Study material section start

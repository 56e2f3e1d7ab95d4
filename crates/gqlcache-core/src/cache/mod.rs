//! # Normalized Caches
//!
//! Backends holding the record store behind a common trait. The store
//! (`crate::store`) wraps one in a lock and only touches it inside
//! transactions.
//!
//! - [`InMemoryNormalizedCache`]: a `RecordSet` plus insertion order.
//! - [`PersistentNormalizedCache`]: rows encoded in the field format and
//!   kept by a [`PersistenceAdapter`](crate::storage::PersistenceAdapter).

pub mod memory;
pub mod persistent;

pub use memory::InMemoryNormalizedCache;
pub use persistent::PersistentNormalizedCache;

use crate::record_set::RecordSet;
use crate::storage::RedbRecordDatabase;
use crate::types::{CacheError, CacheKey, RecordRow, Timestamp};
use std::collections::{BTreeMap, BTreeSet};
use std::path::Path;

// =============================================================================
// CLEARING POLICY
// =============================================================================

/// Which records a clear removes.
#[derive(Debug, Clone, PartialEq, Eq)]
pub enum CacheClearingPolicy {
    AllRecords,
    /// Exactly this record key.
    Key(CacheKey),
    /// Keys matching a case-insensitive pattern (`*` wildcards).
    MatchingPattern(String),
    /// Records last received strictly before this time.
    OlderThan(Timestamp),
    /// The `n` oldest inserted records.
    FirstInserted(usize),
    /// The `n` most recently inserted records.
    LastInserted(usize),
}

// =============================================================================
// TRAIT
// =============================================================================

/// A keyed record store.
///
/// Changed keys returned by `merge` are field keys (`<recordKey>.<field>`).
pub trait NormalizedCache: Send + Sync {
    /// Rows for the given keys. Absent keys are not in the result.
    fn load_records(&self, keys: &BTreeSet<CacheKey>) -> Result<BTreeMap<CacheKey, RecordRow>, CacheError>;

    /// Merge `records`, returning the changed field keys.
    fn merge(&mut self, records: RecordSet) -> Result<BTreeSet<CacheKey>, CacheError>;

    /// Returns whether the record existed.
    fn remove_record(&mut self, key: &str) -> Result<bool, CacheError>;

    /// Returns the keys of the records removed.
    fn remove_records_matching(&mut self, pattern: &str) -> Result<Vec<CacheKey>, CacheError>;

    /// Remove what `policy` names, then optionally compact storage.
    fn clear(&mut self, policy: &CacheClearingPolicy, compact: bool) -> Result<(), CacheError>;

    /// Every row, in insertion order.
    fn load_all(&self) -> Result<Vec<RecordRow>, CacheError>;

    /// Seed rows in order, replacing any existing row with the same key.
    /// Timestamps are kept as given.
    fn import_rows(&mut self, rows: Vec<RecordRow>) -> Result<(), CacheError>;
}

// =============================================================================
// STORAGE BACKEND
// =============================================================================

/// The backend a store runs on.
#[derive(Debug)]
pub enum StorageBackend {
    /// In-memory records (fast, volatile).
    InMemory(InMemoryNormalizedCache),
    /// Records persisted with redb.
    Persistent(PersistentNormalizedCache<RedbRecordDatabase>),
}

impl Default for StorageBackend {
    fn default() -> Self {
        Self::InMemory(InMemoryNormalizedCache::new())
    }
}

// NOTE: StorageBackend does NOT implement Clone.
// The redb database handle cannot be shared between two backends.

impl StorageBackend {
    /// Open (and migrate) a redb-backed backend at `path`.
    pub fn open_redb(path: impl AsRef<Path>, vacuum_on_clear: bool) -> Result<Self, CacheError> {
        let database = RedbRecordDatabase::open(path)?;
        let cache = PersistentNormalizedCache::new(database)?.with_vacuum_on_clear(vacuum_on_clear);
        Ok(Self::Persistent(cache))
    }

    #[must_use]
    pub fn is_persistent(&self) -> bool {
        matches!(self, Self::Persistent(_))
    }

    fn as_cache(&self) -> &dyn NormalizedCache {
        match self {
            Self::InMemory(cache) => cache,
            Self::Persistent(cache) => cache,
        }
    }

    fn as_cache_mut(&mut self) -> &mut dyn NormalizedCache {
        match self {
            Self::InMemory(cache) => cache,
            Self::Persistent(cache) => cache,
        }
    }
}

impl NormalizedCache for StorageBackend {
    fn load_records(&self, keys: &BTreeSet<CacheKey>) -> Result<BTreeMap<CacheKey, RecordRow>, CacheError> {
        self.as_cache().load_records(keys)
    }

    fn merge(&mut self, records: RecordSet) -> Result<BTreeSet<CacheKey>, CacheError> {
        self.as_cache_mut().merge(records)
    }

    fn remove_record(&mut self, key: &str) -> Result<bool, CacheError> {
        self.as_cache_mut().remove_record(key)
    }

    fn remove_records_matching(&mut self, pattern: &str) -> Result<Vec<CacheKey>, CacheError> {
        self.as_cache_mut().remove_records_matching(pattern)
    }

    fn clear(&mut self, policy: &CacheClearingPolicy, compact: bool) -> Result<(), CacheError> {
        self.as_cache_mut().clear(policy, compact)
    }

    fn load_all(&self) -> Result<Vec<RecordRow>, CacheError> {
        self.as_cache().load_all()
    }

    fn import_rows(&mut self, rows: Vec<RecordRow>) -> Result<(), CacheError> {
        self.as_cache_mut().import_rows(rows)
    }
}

Study material section end

* What needs to be done
Say how many lines of the material above include the word "order", giving the number alone.

* Exercise response
3